- _Work required_
Once the line containing "#[derive(Clone, Copy, Debug, PartialEq, thiserror::Error)]" is found in the entries below, reproduce it and every line after it, stopping at and including the line containing "projection[0][0] = 2.0 / (right - left);"; reproduce nothing else, and keep each line exact.

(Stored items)
☆ ☆ ☆

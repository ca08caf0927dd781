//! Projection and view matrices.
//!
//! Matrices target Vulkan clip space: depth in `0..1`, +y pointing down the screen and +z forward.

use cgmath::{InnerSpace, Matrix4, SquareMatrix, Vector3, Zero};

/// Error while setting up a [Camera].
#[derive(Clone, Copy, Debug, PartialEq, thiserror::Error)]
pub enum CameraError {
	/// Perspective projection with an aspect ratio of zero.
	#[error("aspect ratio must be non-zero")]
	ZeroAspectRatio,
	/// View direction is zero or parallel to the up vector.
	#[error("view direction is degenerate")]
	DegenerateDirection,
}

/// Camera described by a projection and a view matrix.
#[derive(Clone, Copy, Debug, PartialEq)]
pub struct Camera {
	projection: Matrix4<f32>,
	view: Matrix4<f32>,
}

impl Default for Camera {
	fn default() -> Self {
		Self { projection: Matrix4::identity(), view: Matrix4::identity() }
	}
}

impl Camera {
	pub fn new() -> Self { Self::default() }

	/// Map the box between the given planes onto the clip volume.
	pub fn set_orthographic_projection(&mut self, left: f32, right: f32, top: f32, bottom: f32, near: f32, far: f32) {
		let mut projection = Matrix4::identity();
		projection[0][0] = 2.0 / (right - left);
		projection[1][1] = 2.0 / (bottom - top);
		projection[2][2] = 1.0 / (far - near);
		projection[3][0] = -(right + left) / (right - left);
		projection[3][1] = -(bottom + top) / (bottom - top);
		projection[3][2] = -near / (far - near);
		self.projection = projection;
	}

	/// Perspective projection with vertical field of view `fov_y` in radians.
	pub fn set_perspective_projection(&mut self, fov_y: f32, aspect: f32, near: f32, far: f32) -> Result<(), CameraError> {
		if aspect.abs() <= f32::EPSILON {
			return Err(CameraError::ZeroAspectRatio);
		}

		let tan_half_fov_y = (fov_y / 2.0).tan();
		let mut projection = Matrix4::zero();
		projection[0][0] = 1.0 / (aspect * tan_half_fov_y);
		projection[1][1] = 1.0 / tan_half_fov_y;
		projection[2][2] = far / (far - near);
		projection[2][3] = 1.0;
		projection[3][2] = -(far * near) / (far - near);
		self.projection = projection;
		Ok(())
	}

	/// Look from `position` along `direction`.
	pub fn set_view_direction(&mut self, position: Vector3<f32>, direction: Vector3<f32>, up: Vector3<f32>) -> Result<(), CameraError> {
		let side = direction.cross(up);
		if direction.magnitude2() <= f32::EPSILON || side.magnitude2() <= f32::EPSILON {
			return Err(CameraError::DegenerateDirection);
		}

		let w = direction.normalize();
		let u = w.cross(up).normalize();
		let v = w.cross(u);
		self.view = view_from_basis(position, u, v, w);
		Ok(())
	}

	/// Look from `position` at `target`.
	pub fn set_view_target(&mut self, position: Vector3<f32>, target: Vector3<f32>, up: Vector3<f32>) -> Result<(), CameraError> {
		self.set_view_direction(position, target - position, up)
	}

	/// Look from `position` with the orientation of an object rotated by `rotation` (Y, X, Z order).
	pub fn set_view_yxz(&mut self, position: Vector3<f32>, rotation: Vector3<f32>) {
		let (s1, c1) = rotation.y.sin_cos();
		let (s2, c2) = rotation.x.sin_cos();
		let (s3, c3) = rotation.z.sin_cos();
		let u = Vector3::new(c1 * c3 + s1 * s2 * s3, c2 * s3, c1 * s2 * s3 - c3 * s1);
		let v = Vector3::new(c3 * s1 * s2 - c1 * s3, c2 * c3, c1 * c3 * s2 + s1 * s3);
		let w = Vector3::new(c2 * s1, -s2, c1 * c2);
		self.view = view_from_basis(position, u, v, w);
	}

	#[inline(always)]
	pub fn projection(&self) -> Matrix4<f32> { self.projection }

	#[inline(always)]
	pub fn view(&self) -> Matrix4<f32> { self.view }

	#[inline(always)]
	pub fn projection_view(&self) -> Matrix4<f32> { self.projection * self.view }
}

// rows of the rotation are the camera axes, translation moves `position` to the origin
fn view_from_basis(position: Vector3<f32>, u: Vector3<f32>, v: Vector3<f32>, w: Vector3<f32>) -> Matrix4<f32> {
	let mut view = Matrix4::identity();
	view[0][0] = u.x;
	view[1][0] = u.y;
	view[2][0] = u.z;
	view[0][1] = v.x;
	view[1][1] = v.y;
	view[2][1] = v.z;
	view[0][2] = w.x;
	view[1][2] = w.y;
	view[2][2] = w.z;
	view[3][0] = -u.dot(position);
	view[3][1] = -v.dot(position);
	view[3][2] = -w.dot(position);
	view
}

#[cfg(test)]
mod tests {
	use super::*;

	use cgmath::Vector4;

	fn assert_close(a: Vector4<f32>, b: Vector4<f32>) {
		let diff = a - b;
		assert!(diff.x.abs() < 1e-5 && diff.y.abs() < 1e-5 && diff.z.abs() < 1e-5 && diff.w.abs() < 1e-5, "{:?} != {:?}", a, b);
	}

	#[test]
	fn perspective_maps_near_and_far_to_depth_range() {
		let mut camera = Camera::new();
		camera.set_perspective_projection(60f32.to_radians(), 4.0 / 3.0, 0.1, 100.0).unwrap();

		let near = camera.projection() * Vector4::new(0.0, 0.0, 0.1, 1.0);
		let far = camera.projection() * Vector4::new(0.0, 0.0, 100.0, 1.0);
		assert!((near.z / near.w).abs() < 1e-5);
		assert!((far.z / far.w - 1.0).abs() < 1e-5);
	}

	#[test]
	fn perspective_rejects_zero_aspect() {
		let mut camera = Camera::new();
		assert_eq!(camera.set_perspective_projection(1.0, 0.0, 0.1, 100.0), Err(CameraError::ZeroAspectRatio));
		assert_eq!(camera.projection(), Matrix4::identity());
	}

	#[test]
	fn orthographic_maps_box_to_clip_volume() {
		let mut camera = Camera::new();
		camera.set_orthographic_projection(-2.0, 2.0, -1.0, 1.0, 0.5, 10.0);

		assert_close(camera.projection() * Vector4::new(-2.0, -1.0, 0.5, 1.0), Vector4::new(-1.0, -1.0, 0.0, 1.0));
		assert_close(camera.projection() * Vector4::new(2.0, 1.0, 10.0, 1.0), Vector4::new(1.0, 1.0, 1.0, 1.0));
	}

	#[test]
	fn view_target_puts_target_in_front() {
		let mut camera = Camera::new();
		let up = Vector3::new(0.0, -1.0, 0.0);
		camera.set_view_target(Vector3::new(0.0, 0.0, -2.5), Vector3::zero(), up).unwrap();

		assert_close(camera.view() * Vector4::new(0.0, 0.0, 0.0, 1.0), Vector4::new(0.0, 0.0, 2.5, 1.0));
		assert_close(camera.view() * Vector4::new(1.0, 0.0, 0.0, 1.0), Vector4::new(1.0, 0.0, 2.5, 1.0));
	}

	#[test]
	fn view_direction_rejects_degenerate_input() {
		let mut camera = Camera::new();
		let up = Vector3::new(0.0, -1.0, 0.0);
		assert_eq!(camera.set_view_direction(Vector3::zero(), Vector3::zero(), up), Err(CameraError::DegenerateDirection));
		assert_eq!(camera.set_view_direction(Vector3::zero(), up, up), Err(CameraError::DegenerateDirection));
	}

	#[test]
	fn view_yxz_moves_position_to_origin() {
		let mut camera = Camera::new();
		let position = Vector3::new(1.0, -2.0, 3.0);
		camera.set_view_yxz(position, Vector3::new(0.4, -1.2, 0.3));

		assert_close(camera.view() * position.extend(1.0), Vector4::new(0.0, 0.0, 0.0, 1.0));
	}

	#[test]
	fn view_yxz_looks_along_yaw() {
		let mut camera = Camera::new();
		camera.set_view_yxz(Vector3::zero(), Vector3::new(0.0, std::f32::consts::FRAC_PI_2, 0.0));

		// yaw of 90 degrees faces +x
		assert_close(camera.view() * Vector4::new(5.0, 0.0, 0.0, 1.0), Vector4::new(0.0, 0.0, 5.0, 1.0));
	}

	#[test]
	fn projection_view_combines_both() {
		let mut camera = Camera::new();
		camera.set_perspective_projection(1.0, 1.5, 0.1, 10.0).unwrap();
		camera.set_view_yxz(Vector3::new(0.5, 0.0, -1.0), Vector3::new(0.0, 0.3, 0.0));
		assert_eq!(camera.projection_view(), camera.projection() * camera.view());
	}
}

☆ ☆ ☆

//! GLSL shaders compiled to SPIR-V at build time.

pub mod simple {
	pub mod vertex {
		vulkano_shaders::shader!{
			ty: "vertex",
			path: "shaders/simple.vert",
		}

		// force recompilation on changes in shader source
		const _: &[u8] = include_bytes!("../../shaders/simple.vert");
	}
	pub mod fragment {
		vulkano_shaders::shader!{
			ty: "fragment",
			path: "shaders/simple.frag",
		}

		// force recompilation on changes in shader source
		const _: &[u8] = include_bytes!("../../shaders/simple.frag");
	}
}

☆ ☆ ☆

- _Your response_
#[derive(Clone, Copy, Debug, PartialEq, thiserror::Error)]
pub enum CameraError {
	/// Perspective projection with an aspect ratio of zero.
	#[error("aspect ratio must be non-zero")]
	ZeroAspectRatio,
	/// View direction is zero or parallel to the up vector.
	#[error("view direction is degenerate")]
	DegenerateDirection,
}

/// Camera described by a projection and a view matrix.
#[derive(Clone, Copy, Debug, PartialEq)]
pub struct Camera {
	projection: Matrix4<f32>,
	view: Matrix4<f32>,
}

impl Default for Camera {
	fn default() -> Self {
		Self { projection: Matrix4::identity(), view: Matrix4::identity() }
	}
}

impl Camera {
	pub fn new() -> Self { Self::default() }

	/// Map the box between the given planes onto the clip volume.
	pub fn set_orthographic_projection(&mut self, left: f32, right: f32, top: f32, bottom: f32, near: f32, far: f32) {
		let mut projection = Matrix4::identity();
		projection[0][0] = 2.0 / (right - left);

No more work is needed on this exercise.